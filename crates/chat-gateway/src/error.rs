//! Gateway error types

use crate::protocol::CloseCode;
use thiserror::Error;

/// Gateway error type
#[derive(Debug, Error)]
pub enum GatewayError {
    /// Token rejected by the bootstrap call or by close code 4004
    #[error("Authentication failed: {0}")]
    Authentication(String),

    /// Socket-level error
    #[error("Transport error: {0}")]
    Transport(#[from] tokio_tungstenite::tungstenite::Error),

    /// Server closed with a code that makes retrying pointless
    #[error("Gateway closed with fatal code {code}: {reason}")]
    FatalClose { code: u16, reason: String },

    /// Connection metadata could not be fetched
    #[error("Bootstrap failed: {0}")]
    Bootstrap(String),

    #[error("Serialization error: {0}")]
    Serialization(#[from] serde_json::Error),

    /// The connection task is gone
    #[error("Connection closed")]
    ConnectionClosed,

    #[error("Timed out waiting for {0}")]
    Timeout(&'static str),
}

impl GatewayError {
    /// Build the error for a fatal close code
    #[must_use]
    pub fn from_close(code: u16, reason: &str) -> Self {
        match CloseCode::from_u16(code) {
            Some(CloseCode::AuthenticationFailed) => Self::Authentication(if reason.is_empty() {
                CloseCode::AuthenticationFailed.description().to_string()
            } else {
                reason.to_string()
            }),
            Some(known) if reason.is_empty() => Self::FatalClose {
                code,
                reason: known.description().to_string(),
            },
            _ => Self::FatalClose {
                code,
                reason: reason.to_string(),
            },
        }
    }

    /// Check if this error means the token is bad
    #[must_use]
    pub fn is_authentication(&self) -> bool {
        matches!(self, Self::Authentication(_))
    }
}

/// Gateway result type
pub type GatewayResult<T> = Result<T, GatewayError>;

# PROBLEM TO SOLVE
Read through the material above, and whenever a line contains "Transport", copy it.

# SOLUTION TO THIS TASK
    #[error("Transport error: {0}")]
    Transport(#[from] tokio_tungstenite::tungstenite::Error),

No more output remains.